As I understand it the Chinese scientists were hired by US and UK organisations to do their dirty work away from scrutiny.

The thread post says video not available. Maybe I am outside your zone of scrutiny @Chandelier !

PS It says my YouTube history is off. Whatever that means.
 
As I understand it the Chinese scientists were hired by US and UK organisations to do their dirty work away from scrutiny.
Interesting… and after years of denial of any human involvement the intelligence agencies start to point towards China.
The thread post says video not available. Maybe I am outside your zone of scrutiny @Chandelier !
Ah, too bad. This trailer should be accessible worldwide. The climax is around 1:40min:
PS It says my YouTube history is off. Whatever that means.
You are probably not logged in or the watch history has been disabled in the settings.
Nothing to worry about.
 
They conveniently leave out that Covid19 was probably man made, rather than 'evolved'.
Probably because the scientific evidence of that is quite weak, based on poor modeling and bad assumptions, and the political evidence even moreso. I got a pretty good rundown of those assumptions spending a large chunk of the last year on viral genomics projects. An animal reservoir was never required to explain Sars-CoV-2, the evolution from previous human-circulating coronaviruses was well within normal evolutionary leaps, the furin cleavage site that people claim was "engineered in" is a feature of many viruses in that family.
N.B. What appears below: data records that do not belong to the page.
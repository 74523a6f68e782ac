//! Offers list assembly.
//!
//! Takes the fetched offer and tier snapshots plus the operator's tab and sort
//! choice, and produces the rows to display alongside per-tab totals. The
//! whole snapshot is sorted first, then filtered to the selected bucket, so
//! both tabs share one ordering. Offers whose tier is missing from the
//! snapshot are left out of the rows but still count toward the totals.

use offerdesk_catalog::{DiscountSummary, TierIndex};
use offerdesk_shared::{Offer, Tier};
use serde::Serialize;

use crate::classifier::{Bucket, BucketCounts};
use crate::labels::{cadence_label, count_label, terms_label};
use crate::links::LinkSettings;
use crate::sorting::SortPreference;

/// One displayed offer
#[derive(Debug, Clone, Serialize, PartialEq)]
pub struct OfferRow {
    pub offer_id: String,
    pub name: String,
    pub code: String,
    pub tier_name: String,
    /// e.g. "Gold monthly"
    pub plan_label: String,
    pub discount: DiscountSummary,
    pub terms_label: String,
    pub redemption_count: u64,
    /// Only offered when there is at least one redemption to look at
    pub redemption_link: Option<String>,
    /// Copy link, withheld while the tier is archived
    pub share_link: Option<String>,
    pub tier_archived: bool,
    pub editable: bool,
}

impl OfferRow {
    fn build(offer: &Offer, tier: &Tier, links: &LinkSettings) -> Self {
        let tier_archived = !tier.active;

        Self {
            offer_id: offer.id.clone(),
            name: offer.name.clone(),
            code: offer.code.clone(),
            tier_name: tier.name.clone(),
            plan_label: format!("{} {}", tier.name, cadence_label(offer.cadence)),
            discount: DiscountSummary::for_offer(offer, Some(tier)),
            terms_label: terms_label(offer).to_string(),
            redemption_count: offer.redemption_count,
            redemption_link: (offer.redemption_count > 0)
                .then(|| links.redemption_filter_link(&offer.id)),
            share_link: (!tier_archived).then(|| links.share_link(&offer.code)),
            tier_archived,
            editable: !tier_archived,
        }
    }
}

/// Rows for the selected tab plus totals for both tabs
#[derive(Debug, Clone, Serialize, PartialEq)]
pub struct OfferListing {
    pub bucket: Bucket,
    pub sort: SortPreference,
    pub rows: Vec<OfferRow>,
    pub active_count: usize,
    pub archived_count: usize,
}

impl OfferListing {
    /// Total for the selected tab
    pub fn count(&self) -> usize {
        match self.bucket {
            Bucket::Active => self.active_count,
            Bucket::Archived => self.archived_count,
        }
    }

    pub fn count_label(&self) -> String {
        count_label(self.count())
    }

    pub fn title(&self) -> &'static str {
        self.bucket.title()
    }

    /// True when the tab should show the empty state
    pub fn is_empty(&self) -> bool {
        self.count() == 0
    }
}

pub fn classify_and_sort(
    offers: &[Offer],
    tiers: Option<&[Tier]>,
    bucket: Bucket,
    sort: SortPreference,
) -> OfferListing {
    classify_and_sort_with_links(offers, tiers, bucket, sort, &LinkSettings::default())
}

pub fn classify_and_sort_with_links(
    offers: &[Offer],
    tiers: Option<&[Tier]>,
    bucket: Bucket,
    sort: SortPreference,
    links: &LinkSettings,
) -> OfferListing {
    let index = TierIndex::new(tiers);
    let counts = BucketCounts::tally(offers, &index);

    let rows: Vec<OfferRow> = sort
        .sorted(offers)
        .into_iter()
        .filter_map(|offer| {
            let tier = index.get(&offer.tier_id);
            if !bucket.contains(offer, tier) {
                return None;
            }
            match tier {
                Some(tier) => Some(OfferRow::build(offer, tier, links)),
                None => {
                    tracing::warn!(
                        "Offer {} references unknown tier {}, leaving it out",
                        offer.id,
                        offer.tier_id
                    );
                    None
                }
            }
        })
        .collect();

    tracing::debug!(
        "Classified {} offers: {} active, {} archived, {} shown as {}",
        offers.len(),
        counts.active,
        counts.archived,
        rows.len(),
        bucket.as_str()
    );

    OfferListing {
        bucket,
        sort,
        rows,
        active_count: counts.active,
        archived_count: counts.archived,
    }
}
use std::fs;
use std::path::{Path, PathBuf};

use offerdesk_shared::{Offer, Tier};
use serde::Deserialize;

/// Offers and tiers as already fetched from the members store.
///
/// `tiers` stays `None` when the document carries no tier list, which the
/// listing treats as "every tier unresolved".
#[derive(Debug, Clone, Default, Deserialize)]
pub struct Snapshot {
    #[serde(default)]
    pub offers: Vec<Offer>,
    #[serde(default)]
    pub tiers: Option<Vec<Tier>>,
}

impl Snapshot {
    pub fn from_json(raw: &str) -> Result<Self, SnapshotError> {
        Ok(serde_json::from_str(raw)?)
    }

    pub fn load(path: &Path) -> Result<Self, SnapshotError> {
        let raw = fs::read_to_string(path).map_err(|source| SnapshotError::Io {
            path: path.to_path_buf(),
            source,
        })?;
        let snapshot = Self::from_json(&raw)?;
        tracing::info!(
            "Loaded {} offers and {} tiers from {}",
            snapshot.offers.len(),
            snapshot.tiers.as_ref().map_or(0, Vec::len),
            path.display()
        );
        Ok(snapshot)
    }

    pub fn tiers(&self) -> Option<&[Tier]> {
        self.tiers.as_deref()
    }
}

#[derive(Debug, thiserror::Error)]
pub enum SnapshotError {
    #[error("Failed to read snapshot {path}: {source}")]
    Io {
        path: PathBuf,
        source: std::io::Error,
    },

    #[error("Invalid snapshot: {0}")]
    Parse(#[from] serde_json::Error),
}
Lots of things are theoretically possible but if this is a science forum we ought to make assertions like that on actually good evidence, no?
 
An animal reservoir was never required to explain Sars-CoV-2, the evolution from previous human-circulating coronaviruses was well within normal evolutionary leaps
Do you know where I could read about this angle? Is the idea that covid's precursor just circulated as a mild cold for a long time until it happened to become more virulent? Would we expect to be able to find relatives of it then?
 
Is the idea that covid's precursor just circulated as a mild cold for a long time until it happened to become more virulent? Would we expect to be able to find relatives of it then?
Depends what you mean by precursor and relatives. MERS is technically an ancestral relative and has a much higher mortality rate than SARS-CoV-2. But yes in all likelihood the "precursor" to SARS-CoV-2 was probably a milder virus. The initial claims of it coming from bats were due to sequence homology in certain regions of the viral genome, but every analysis of viral ancestry is always a a statistical inference based in several assumptions. Sometimes those assumptions hold up well, especially when you're modeling viral evolution within one host. But the idea of viruses making big leaps in a short period of time has always been known. Just between SARS-CoV-2 variants there's ongoing debates about the role of prolonged infection and coinfection in immunocompromised hosts possibly allowing a leap like omicron to "evolve" out of a single person.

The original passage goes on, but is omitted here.